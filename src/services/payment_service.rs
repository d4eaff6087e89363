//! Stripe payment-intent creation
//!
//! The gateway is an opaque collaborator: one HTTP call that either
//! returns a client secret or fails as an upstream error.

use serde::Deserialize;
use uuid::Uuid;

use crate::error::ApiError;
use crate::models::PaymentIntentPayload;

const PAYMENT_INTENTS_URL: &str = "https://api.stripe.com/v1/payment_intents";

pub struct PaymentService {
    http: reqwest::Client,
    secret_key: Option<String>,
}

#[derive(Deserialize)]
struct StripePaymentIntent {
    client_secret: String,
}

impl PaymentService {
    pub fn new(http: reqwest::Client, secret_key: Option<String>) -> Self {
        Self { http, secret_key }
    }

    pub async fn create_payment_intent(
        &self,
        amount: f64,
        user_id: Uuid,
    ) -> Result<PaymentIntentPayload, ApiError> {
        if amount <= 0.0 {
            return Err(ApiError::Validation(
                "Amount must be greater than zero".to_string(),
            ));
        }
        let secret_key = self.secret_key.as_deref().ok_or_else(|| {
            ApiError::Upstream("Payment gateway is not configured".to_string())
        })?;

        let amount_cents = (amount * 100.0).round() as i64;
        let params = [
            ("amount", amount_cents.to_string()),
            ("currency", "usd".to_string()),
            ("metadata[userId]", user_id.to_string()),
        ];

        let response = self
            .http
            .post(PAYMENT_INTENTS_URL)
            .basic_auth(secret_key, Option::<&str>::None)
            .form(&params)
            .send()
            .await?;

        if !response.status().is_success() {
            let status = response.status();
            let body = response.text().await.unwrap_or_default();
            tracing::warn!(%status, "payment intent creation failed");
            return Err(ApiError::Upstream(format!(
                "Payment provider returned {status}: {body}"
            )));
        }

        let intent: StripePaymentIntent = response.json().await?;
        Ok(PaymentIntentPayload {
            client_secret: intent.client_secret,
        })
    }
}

-=-=-

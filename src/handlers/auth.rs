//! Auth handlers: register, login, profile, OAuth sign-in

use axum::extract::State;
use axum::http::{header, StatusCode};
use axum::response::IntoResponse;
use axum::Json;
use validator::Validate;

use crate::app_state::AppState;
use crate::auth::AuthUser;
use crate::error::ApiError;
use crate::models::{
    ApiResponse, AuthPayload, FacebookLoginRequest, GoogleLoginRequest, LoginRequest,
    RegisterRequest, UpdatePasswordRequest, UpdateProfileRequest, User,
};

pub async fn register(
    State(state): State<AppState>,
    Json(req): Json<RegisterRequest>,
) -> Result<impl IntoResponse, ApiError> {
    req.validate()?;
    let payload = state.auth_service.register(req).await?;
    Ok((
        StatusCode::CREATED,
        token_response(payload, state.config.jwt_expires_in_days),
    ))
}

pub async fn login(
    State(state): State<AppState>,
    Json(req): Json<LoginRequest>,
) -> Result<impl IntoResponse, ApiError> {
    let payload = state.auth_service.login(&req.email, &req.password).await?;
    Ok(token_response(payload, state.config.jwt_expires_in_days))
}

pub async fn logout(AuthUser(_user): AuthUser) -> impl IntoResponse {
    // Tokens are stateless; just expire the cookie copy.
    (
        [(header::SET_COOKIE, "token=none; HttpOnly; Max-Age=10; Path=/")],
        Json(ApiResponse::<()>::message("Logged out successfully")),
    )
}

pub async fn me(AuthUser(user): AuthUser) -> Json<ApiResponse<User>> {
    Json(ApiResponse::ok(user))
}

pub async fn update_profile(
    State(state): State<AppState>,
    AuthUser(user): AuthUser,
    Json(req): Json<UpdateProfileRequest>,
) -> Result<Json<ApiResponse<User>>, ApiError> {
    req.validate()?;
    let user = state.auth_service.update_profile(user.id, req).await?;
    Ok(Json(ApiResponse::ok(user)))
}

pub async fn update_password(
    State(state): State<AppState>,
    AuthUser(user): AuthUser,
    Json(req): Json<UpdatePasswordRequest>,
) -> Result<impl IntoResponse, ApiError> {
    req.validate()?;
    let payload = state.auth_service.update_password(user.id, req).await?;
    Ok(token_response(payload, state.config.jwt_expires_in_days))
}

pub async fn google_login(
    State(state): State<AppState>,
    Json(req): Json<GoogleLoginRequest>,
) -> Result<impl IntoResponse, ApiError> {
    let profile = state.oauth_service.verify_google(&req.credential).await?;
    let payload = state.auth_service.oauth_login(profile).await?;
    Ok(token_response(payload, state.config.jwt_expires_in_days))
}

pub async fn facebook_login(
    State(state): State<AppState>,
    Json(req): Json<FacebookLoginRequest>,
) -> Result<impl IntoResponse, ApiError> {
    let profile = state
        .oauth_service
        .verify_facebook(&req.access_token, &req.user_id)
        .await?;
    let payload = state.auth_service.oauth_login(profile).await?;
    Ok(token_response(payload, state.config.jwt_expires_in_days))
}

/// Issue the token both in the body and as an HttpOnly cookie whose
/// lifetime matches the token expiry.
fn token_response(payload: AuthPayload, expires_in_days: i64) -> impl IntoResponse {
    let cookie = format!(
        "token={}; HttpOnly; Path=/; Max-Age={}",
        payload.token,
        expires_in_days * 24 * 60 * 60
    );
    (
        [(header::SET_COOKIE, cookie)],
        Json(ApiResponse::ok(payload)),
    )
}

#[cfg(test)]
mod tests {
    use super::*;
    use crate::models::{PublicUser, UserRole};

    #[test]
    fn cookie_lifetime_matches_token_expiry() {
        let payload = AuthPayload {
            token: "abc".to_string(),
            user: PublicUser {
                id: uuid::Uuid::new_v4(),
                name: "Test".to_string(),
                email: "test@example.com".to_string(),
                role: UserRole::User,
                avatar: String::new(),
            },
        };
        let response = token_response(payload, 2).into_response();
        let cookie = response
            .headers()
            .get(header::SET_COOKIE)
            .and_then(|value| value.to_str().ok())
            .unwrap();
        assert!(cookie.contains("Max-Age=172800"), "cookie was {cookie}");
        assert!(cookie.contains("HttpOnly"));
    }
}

-=-=-

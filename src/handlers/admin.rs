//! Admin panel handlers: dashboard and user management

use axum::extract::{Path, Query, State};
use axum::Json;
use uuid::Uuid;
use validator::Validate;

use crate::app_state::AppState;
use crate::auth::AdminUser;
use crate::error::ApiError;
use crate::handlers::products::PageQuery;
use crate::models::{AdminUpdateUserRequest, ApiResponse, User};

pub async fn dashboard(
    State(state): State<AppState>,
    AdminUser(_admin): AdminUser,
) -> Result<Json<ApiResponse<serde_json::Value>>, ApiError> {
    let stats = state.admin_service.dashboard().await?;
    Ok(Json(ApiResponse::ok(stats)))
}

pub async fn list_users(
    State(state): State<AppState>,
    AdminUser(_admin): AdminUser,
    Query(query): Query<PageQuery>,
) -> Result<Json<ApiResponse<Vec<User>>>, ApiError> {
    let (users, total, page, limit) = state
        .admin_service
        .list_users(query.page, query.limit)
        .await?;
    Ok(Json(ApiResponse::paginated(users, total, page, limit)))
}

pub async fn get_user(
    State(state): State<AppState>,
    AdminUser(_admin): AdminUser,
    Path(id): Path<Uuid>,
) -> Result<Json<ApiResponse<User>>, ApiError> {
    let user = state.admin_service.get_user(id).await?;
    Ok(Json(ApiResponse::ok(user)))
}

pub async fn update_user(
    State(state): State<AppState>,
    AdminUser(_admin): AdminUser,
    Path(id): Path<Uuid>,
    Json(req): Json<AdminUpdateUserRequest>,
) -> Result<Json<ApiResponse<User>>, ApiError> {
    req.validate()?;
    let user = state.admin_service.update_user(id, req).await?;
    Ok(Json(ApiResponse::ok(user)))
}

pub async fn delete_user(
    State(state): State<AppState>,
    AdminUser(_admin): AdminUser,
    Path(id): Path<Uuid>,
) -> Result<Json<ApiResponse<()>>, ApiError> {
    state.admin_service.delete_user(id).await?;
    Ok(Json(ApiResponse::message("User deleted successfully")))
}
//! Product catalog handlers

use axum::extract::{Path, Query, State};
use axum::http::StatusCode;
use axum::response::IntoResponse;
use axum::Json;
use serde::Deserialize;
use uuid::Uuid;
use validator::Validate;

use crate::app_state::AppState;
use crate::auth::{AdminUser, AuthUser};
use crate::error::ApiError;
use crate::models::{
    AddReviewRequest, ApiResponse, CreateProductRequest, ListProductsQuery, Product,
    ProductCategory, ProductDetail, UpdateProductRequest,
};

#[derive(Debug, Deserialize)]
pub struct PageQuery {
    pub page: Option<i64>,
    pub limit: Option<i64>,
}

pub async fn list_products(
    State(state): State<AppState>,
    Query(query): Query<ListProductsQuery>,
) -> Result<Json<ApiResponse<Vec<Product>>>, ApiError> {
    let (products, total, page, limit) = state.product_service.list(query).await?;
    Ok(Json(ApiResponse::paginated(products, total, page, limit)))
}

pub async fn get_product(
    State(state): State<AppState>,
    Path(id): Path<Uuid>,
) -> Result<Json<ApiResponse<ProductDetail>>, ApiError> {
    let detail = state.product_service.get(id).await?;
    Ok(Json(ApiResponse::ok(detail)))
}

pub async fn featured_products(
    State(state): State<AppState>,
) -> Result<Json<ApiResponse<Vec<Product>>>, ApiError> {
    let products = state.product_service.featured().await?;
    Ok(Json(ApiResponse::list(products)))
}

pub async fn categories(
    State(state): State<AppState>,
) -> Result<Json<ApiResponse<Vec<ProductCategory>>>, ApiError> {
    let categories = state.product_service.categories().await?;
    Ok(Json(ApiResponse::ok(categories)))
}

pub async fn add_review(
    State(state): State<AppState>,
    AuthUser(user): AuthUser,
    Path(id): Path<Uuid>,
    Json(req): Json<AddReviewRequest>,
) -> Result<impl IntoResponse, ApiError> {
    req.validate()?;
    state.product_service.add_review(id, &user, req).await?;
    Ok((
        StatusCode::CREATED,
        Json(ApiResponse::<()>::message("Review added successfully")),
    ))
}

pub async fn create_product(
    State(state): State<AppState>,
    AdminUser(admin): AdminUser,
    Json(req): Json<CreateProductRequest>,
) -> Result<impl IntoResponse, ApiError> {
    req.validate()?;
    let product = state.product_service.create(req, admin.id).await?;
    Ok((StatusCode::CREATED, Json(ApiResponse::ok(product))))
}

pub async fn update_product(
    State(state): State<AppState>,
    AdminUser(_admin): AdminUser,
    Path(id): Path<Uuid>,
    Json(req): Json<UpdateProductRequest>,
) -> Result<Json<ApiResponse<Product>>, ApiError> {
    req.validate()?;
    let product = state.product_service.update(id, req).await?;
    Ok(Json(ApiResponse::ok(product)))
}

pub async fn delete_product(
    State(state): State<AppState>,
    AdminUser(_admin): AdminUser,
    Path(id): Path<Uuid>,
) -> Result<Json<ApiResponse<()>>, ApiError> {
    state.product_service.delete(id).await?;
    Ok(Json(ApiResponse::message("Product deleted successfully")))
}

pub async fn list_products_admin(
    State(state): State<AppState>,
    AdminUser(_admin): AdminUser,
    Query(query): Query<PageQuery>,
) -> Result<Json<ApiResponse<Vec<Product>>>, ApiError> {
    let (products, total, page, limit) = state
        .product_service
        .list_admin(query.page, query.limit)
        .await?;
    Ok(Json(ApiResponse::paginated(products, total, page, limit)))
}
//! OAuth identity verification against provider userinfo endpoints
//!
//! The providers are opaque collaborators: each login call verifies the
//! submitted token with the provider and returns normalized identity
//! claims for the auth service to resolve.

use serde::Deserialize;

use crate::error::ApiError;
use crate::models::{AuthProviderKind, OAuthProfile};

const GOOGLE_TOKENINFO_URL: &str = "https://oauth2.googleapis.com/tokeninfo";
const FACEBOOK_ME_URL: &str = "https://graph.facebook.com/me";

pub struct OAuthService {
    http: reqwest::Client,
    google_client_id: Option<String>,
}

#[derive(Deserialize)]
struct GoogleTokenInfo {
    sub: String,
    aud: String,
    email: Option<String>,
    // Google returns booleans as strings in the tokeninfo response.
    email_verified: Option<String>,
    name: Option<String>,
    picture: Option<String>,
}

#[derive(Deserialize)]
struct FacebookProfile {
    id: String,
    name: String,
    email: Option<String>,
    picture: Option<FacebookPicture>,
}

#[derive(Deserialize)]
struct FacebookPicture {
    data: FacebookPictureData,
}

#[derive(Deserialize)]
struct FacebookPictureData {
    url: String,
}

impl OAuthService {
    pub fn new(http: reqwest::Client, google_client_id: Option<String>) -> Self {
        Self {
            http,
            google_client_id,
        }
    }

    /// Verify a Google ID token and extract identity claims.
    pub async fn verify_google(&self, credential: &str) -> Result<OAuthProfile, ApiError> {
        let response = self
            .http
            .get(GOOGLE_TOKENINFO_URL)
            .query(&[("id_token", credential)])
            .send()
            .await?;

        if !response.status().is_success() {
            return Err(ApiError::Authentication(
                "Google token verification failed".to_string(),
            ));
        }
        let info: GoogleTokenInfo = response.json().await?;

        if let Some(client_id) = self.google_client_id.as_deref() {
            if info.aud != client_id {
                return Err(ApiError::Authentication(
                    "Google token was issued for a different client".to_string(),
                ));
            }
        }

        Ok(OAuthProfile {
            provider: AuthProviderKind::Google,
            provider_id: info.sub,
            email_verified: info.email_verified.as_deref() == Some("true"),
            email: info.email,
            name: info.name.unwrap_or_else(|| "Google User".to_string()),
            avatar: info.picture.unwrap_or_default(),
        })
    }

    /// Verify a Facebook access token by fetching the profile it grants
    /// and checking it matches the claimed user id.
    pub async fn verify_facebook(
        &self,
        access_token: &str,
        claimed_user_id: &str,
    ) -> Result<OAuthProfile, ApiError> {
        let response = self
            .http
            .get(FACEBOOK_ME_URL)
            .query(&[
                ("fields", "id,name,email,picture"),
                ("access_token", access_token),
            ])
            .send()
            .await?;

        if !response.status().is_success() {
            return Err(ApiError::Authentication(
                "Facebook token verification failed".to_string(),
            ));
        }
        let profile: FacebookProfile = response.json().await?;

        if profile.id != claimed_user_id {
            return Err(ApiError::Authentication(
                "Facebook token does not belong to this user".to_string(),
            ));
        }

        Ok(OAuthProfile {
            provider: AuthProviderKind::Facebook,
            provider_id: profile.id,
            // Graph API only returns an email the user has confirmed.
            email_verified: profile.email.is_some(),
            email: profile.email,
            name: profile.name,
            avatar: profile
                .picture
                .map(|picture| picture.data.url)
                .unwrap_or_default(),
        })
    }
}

-=-=-

WORK REQUEST
From the listing above, repeat exactly the lines starting at the line that includes "filename src/services/payment_service.rs" and ending at the line that includes "if amount <= 0.0", with nothing outside that span.

ANSWER TO THIS EXERCISE
filename src/services/payment_service.rs
repository d4eaff6087e89363
//! Stripe payment-intent creation
//!
//! The gateway is an opaque collaborator: one HTTP call that either
//! returns a client secret or fails as an upstream error.

use serde::Deserialize;
use uuid::Uuid;

use crate::error::ApiError;
use crate::models::PaymentIntentPayload;

const PAYMENT_INTENTS_URL: &str = "https://api.stripe.com/v1/payment_intents";

pub struct PaymentService {
    http: reqwest::Client,
    secret_key: Option<String>,
}

#[derive(Deserialize)]
struct StripePaymentIntent {
    client_secret: String,
}

impl PaymentService {
    pub fn new(http: reqwest::Client, secret_key: Option<String>) -> Self {
        Self { http, secret_key }
    }

    pub async fn create_payment_intent(
        &self,
        amount: f64,
        user_id: Uuid,
    ) -> Result<PaymentIntentPayload, ApiError> {
        if amount <= 0.0 {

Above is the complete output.